───── Supplied data

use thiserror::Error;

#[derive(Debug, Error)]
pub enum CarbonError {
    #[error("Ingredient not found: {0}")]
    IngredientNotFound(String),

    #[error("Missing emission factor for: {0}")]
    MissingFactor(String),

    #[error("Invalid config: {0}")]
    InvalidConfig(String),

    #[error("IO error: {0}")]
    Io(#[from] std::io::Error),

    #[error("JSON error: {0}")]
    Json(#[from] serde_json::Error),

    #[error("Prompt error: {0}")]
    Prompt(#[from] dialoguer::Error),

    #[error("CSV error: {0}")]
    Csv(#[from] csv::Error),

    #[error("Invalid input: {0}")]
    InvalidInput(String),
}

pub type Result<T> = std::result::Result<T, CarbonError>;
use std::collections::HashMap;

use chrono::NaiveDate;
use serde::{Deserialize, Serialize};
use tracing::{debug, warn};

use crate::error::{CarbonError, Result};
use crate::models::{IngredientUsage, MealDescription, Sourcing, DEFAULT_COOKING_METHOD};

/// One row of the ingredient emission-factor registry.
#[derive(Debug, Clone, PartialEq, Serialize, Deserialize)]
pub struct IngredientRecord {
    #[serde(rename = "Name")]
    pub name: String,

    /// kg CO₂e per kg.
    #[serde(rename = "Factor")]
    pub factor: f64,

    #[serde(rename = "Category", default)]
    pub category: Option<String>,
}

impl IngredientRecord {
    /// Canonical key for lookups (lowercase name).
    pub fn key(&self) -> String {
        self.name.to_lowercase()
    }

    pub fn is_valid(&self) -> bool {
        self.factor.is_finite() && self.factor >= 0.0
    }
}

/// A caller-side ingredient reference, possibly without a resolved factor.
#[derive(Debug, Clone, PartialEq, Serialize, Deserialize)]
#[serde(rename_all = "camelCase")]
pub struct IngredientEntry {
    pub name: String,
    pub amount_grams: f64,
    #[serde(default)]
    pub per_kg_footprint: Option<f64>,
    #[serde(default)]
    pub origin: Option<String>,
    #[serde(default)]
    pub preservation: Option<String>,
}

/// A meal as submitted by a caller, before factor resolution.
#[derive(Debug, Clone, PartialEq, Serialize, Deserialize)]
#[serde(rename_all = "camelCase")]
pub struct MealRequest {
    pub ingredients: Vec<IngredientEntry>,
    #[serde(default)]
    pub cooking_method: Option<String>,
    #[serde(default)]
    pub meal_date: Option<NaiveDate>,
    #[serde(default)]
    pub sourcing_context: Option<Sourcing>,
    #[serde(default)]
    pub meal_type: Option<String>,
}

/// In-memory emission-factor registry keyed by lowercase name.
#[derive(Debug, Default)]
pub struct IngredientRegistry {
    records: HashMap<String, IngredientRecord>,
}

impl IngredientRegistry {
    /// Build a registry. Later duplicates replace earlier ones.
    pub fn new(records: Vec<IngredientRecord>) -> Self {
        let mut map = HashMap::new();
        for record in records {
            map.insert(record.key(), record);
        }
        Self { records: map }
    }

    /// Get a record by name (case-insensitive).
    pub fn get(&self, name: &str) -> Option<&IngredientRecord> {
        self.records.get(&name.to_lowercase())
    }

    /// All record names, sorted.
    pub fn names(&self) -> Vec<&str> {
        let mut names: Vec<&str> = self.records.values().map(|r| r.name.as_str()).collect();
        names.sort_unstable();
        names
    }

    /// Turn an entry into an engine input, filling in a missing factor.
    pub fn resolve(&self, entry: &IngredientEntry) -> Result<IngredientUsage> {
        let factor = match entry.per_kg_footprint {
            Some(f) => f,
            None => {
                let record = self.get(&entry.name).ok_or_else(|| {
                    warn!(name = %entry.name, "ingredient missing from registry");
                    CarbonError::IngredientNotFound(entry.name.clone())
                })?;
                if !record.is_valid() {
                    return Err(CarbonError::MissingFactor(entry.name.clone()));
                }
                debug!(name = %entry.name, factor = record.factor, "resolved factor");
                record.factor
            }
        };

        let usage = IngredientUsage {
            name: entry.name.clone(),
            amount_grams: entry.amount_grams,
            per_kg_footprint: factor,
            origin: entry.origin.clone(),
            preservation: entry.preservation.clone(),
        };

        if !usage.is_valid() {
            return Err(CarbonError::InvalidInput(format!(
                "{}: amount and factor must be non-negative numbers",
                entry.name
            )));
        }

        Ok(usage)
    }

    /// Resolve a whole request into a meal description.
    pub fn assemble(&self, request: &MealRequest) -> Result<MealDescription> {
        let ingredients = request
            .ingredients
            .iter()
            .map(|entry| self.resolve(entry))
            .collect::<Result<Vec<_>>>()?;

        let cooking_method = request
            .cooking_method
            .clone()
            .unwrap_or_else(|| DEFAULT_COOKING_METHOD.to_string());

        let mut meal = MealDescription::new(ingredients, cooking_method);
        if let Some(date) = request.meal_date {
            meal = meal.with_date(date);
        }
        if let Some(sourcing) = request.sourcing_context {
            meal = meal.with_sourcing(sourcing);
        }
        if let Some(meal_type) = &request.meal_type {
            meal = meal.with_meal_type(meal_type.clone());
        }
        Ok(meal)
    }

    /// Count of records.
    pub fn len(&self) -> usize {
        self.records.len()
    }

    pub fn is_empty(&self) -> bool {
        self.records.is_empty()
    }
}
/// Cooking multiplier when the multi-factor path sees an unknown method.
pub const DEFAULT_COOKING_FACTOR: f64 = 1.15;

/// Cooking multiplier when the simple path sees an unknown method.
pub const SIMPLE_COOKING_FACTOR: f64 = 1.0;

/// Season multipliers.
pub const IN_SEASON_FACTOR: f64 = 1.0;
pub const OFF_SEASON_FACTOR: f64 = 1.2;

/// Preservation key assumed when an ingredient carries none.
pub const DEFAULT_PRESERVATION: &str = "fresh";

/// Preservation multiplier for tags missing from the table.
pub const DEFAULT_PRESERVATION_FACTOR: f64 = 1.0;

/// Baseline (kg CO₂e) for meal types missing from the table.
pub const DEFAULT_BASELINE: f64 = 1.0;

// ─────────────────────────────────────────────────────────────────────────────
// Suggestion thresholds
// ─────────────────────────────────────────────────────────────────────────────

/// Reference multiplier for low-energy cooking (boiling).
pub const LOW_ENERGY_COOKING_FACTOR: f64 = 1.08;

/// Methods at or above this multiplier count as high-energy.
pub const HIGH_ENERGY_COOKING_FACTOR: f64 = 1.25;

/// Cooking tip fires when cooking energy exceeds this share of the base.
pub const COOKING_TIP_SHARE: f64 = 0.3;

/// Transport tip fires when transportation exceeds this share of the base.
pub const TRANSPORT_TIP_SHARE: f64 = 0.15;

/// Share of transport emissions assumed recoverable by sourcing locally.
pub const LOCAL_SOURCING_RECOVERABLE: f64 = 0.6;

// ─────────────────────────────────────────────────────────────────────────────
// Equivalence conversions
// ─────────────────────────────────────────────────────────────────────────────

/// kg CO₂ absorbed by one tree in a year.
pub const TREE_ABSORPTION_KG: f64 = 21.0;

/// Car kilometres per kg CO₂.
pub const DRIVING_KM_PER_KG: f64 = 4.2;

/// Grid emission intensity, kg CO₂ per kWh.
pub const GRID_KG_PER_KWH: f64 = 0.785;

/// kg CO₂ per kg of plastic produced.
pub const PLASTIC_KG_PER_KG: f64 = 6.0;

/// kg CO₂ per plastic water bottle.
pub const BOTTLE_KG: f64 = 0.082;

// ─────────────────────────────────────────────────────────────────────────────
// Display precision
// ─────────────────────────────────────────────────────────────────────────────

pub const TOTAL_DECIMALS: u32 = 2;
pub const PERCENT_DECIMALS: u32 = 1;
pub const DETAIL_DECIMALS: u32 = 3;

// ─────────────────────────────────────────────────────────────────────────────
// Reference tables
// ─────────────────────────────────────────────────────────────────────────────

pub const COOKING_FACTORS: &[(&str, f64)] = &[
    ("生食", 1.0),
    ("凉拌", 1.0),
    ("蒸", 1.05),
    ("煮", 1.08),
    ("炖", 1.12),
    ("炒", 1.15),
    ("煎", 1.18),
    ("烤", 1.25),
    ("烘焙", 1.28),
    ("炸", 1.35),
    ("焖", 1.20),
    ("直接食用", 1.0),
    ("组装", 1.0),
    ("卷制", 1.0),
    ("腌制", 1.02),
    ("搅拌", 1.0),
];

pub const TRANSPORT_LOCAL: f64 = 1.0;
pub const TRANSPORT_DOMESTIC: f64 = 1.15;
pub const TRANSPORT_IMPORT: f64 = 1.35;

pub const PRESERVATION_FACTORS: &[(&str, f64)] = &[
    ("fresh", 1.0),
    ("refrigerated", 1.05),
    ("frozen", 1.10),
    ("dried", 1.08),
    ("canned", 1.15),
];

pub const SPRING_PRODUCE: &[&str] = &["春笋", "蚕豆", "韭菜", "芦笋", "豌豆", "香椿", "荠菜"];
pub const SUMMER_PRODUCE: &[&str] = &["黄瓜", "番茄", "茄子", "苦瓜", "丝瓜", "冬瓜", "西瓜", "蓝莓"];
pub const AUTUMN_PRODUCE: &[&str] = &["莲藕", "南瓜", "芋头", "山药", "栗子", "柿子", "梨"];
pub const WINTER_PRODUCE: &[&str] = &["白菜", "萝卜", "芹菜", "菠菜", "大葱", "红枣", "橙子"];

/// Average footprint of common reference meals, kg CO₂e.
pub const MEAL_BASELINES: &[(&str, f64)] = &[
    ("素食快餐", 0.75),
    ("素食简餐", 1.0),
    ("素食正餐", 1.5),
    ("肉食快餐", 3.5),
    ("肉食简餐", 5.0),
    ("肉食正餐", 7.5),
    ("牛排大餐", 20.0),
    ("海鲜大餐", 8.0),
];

──────────
───── Supplied data

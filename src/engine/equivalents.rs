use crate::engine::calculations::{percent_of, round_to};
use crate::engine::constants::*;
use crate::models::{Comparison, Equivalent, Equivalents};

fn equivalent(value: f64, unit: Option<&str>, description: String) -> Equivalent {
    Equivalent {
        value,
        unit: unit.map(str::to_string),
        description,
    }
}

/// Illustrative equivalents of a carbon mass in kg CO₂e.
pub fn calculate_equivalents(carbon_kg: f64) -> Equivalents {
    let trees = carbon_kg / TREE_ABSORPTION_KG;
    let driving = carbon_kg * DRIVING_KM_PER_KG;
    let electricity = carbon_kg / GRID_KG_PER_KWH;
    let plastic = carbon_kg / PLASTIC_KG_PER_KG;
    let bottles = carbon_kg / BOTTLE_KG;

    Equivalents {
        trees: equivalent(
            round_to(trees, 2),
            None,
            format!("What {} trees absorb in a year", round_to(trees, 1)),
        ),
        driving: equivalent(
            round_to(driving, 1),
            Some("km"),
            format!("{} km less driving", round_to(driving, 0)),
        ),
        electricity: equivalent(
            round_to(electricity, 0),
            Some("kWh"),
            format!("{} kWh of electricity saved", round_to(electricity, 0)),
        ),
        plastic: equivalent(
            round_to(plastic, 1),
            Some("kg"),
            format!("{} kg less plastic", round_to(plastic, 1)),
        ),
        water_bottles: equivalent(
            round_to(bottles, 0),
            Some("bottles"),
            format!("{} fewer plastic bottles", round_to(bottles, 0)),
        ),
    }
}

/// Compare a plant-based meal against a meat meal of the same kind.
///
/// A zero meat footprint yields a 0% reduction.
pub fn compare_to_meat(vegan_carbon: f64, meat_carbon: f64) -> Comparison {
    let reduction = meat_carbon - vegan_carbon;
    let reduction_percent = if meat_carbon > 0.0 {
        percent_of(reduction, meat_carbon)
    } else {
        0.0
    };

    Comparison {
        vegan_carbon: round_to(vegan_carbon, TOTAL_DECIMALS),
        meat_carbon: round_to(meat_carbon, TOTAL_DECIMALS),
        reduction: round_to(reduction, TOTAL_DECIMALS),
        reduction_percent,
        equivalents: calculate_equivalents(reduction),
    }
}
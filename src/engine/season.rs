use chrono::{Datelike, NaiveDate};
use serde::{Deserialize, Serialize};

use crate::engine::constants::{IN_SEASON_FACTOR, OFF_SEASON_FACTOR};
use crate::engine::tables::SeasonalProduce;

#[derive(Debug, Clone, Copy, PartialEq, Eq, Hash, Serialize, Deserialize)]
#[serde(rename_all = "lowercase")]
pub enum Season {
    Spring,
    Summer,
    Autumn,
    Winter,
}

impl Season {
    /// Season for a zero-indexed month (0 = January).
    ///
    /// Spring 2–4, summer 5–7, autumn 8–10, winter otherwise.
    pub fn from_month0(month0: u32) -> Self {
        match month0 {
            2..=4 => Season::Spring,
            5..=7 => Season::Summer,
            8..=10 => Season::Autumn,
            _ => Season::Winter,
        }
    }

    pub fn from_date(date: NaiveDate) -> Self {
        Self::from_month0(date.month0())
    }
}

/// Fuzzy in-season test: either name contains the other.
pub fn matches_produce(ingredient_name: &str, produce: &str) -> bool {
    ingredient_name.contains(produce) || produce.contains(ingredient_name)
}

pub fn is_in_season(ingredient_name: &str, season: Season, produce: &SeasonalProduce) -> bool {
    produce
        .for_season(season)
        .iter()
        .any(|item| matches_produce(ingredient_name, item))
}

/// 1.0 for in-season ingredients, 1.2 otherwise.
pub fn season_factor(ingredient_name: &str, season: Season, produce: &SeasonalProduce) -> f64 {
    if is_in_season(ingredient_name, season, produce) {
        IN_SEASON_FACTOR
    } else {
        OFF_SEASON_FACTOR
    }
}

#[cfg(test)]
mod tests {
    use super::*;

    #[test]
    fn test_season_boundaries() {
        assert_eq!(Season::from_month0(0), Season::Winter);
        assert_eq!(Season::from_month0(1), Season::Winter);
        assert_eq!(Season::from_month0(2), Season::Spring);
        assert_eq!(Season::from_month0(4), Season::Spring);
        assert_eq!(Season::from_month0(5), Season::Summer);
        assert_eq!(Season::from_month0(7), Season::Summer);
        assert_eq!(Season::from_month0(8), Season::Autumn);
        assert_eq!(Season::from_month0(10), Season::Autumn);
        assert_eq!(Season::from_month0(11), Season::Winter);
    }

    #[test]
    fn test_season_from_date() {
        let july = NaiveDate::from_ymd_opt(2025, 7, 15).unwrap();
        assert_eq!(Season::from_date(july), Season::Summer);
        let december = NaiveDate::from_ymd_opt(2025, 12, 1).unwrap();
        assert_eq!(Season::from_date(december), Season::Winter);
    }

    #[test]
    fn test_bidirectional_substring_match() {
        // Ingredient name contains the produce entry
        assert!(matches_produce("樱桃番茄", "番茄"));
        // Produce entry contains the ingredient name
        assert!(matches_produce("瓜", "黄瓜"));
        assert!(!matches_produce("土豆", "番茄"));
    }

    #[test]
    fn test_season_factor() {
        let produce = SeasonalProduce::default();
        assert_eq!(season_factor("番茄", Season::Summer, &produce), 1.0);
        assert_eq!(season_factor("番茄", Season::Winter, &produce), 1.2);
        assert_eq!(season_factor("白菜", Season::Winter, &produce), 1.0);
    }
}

──────────
───── Supplied data

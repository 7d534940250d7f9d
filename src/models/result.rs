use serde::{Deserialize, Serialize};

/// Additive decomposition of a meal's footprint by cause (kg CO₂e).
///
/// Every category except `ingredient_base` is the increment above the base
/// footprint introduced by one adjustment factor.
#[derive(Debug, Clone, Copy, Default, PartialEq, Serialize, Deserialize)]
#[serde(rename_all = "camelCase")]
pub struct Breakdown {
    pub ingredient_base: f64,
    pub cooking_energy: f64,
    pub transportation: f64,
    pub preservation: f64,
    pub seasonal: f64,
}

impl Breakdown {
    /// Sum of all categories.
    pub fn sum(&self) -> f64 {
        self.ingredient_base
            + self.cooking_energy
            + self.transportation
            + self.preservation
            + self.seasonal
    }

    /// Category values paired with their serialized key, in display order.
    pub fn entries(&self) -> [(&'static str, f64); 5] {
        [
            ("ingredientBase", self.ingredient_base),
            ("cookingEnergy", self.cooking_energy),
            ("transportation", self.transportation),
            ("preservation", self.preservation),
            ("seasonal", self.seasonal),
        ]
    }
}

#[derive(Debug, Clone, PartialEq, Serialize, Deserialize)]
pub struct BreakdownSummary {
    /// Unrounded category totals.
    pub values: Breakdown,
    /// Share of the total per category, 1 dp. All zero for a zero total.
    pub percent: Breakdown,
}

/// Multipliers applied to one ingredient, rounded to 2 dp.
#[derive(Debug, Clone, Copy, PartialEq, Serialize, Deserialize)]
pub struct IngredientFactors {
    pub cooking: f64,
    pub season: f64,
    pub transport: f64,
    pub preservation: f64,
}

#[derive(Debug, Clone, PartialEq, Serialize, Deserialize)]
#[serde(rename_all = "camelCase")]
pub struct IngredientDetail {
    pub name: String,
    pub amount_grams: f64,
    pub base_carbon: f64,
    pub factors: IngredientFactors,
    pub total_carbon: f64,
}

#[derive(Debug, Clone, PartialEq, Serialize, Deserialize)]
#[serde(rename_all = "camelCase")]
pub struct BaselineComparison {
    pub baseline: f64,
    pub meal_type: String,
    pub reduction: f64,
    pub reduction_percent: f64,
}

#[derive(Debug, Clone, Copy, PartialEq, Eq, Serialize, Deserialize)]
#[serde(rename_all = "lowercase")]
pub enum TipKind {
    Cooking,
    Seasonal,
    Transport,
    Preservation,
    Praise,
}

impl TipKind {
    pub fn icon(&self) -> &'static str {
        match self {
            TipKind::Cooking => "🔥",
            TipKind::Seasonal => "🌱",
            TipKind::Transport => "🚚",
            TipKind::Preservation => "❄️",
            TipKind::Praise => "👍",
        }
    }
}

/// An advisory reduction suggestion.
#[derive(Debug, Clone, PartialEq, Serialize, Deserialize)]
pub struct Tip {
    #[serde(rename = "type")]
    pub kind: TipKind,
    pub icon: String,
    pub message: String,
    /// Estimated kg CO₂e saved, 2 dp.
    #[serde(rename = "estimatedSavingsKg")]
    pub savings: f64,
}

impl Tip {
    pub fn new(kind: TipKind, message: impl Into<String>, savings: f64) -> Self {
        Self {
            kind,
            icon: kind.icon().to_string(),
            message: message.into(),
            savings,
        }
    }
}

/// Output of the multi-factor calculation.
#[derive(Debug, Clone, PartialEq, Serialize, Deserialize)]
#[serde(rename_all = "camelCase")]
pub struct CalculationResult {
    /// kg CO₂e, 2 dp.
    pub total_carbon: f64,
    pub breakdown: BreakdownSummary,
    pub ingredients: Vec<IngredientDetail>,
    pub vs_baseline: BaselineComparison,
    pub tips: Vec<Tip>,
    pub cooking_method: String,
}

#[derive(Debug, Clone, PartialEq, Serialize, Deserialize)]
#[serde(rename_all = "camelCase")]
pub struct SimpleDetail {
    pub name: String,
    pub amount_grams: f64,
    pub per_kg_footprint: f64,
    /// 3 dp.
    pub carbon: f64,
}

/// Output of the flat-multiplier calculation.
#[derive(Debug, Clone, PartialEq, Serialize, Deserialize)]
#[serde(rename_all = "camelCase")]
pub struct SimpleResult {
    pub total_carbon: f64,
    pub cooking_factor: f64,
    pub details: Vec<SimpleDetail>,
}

──────────

Write out every line of the data that holds the word "IngredientEntry".

__Written solution__:
pub struct IngredientEntry {
    pub ingredients: Vec<IngredientEntry>,
    pub fn resolve(&self, entry: &IngredientEntry) -> Result<IngredientUsage> {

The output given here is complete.